A disciplina precisa ser constante. Não adianta fazer dieta de segunda a sexta e liberar geral no churrasco de domingo. O organismo do cão não entende “dia do lixo”. A consistência é o que traz resultados. Prepare-se para ser o “vilão” bonzinho da história, aquele que restringe a comida para salvar a vida.

Vencendo a culpa: dizer “não” é um ato de amor

Aquele olhar de “pidão” do Labrador foi evolutivamente desenhado para quebrar nossas defesas. Eles levantam as sobrancelhas (músculo levantador do ângulo medial do olho) para parecerem mais infantis e tristes. É uma armadilha biológica! Quando sentir a culpa bater, lembre-se da anatomia dele. Lembre-se das articulações doendo, do risco de diabetes.

Mude a sua resposta ao pedido. Quando ele vier pedir comida, interprete isso como um pedido de atenção. Em vez de dar um biscoito, dê carinho, faça uma massagem, escove o pelo dele ou jogue uma bolinha. Mostre a ele que interagir com você rende coisas boas que não são necessariamente comestíveis. Com o tempo, ele aprenderá a pedir carinho em vez de comida.

Se a culpa for muito grande, tenha sempre à mão os vegetais permitidos que mencionamos (cenoura, abobrinha). Assim, você atende ao desejo dele de mastigar algo, atende ao seu desejo de agradar, mas sem comprometer a saúde dele com calorias vazias.

Gerenciando a rotina familiar e evitando sabotadores

Um dos maiores desafios é quando nem todos na casa estão a bordo. O pai dá um pedacinho de carne, a avó deixa cair um pão de queijo, as crianças dão o resto do lanche. Esses “sabotadores”, muitas vezes agindo por amor, podem arruinar todo o esforço. É fundamental fazer uma reunião de família e explicar que a dieta é uma prescrição médica séria.

Estabeleça regras claras. Defina quem é a pessoa responsável por alimentar o cão. Se todos alimentarem, é fácil perder a conta de quantas refeições ele já comeu (e o Labrador nunca vai dizer que já almoçou!). Se houver visitas, peça educadamente para não alimentarem o cão, ou deixe um pote com os vegetais permitidos para que as visitas possam oferecer algo seguro.

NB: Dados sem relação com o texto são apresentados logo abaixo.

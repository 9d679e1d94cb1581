//! Logging and tracing configuration
//!
//! The harness logs to stderr so captured client output on stdout stays
//! uncontaminated when the binary is piped.

use tracing_subscriber::{
    fmt, layer::SubscriberExt, util::SubscriberInitExt, EnvFilter,
};

/// Initialize tracing for the harness (stderr logging)
///
/// Logs are controlled by the `RUST_LOG` environment variable.
/// Default level is INFO for this crate, WARN for dependencies.
pub fn init() {
    let filter = EnvFilter::try_from_default_env()
        .unwrap_or_else(|_| EnvFilter::new("compat_harness=info,warn"));

    tracing_subscriber::registry()
        .with(filter)
        .with(
            fmt::layer()
                .with_writer(std::io::stderr)
                .with_target(true)
                .with_thread_ids(false)
                .with_file(false)
                .with_line_number(false)
                .compact(),
        )
        .init();
}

Se você tem outros animais em casa que não estão de dieta, a alimentação deve ser separada. Labradores são aspiradores e vão limpar o pote dos outros cães ou gatos se tiverem chance. Alimente-os em cômodos separados ou supervisione até que todos terminem, recolhendo os potes imediatamente após a refeição.

Monitoramento contínuo: celebrando vitórias sem comida

A jornada de perda de peso é uma maratona, não um tiro de 100 metros. Pese seu cão a cada duas semanas. Use a mesma balança se possível (a da clínica veterinária é o ideal). Anote o peso e tire fotos de cima e de lado. Ver a cintura aparecer novamente é extremamente gratificante e motivador.

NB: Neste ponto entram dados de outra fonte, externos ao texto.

//! Suite declarations and case enumeration
//!
//! Expands registered suites into a flat ordered list of runnable cases:
//! suite registration order first, resource declaration order within each
//! suite.

pub mod registry;

use std::fmt;
use std::path::PathBuf;

use serde::Serialize;

use crate::common::{Error, Result};

pub use registry::{builtin_suite, builtin_suites, SuiteInfo, SuiteRegistry, SuiteSpec};

/// Opaque suite identifier shared by every case of a suite
#[derive(Debug, Clone, PartialEq, Eq, Hash, Serialize)]
pub struct SuiteTag(String);

impl SuiteTag {
    pub fn as_str(&self) -> &str {
        &self.0
    }
}

impl fmt::Display for SuiteTag {
    fn fmt(&self, f: &mut fmt::Formatter<'_>) -> fmt::Result {
        f.write_str(&self.0)
    }
}

/// One runnable case: a (suite, resource) pair
///
/// Constructed only by enumeration and consumed by a single runner
/// invocation.
#[derive(Debug, Clone, Serialize)]
pub struct CaseDescriptor {
    /// Script resource name (e.g., "basic1.js")
    pub resource: String,
    /// Resource prefix the script resolves under
    pub prefix: String,
    /// Tag of the suite this case belongs to
    pub suite: SuiteTag,
}

impl CaseDescriptor {
    /// Relative path of the script under the resource root
    pub fn relative_path(&self) -> PathBuf {
        PathBuf::from(&self.prefix).join(&self.resource)
    }
}

impl fmt::Display for CaseDescriptor {
    fn fmt(&self, f: &mut fmt::Formatter<'_>) -> fmt::Result {
        write!(f, "{}/{}", self.prefix, self.resource)
    }
}

/// Expand every registered suite into case descriptors
///
/// Skipped resources are excluded here; callers that want to report them
/// read the suite declarations directly.
pub fn enumerate(registry: &SuiteRegistry) -> Result<Vec<CaseDescriptor>> {
    let mut cases = Vec::new();
    for suite in registry.iter() {
        expand_suite(suite, &mut cases);
    }
    Ok(cases)
}

/// Expand a single suite by tag
pub fn enumerate_suite(registry: &SuiteRegistry, tag: &str) -> Result<Vec<CaseDescriptor>> {
    let suite = registry
        .get(tag)
        .ok_or_else(|| Error::SuiteNotFound(tag.to_string()))?;
    let mut cases = Vec::new();
    expand_suite(suite, &mut cases);
    Ok(cases)
}

fn expand_suite(suite: &SuiteSpec, cases: &mut Vec<CaseDescriptor>) {
    for resource in &suite.resources {
        if suite.skipped.contains(resource) {
            tracing::info!(suite = %suite.tag, resource = %resource, "skipping resource");
            continue;
        }
        cases.push(CaseDescriptor {
            resource: resource.clone(),
            prefix: suite.prefix.clone(),
            suite: SuiteTag(suite.tag.clone()),
        });
    }
}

Celebre as conquistas! Se ele perdeu 500g, comemore. Mas não comemore com um banquete. Comemore com um passeio novo, um brinquedo novo ou uma sessão extra de brincadeiras. Crie recompensas que reforcem o estilo de vida ativo e saudável que vocês estão construindo juntos.

Lembre-se que o efeito platô pode acontecer. O peso pode estagnar por um tempo. Não desanime. Reavalie a dieta, ajuste as calorias se necessário (conforme ele emagrece, precisa de menos calorias para manter o novo peso) e continue firme. Com paciência, amor e ciência, você pode vencer a genética e dar ao seu Labrador a vida leve e cheia de energia que ele merece. Você é o melhor remédio que ele tem.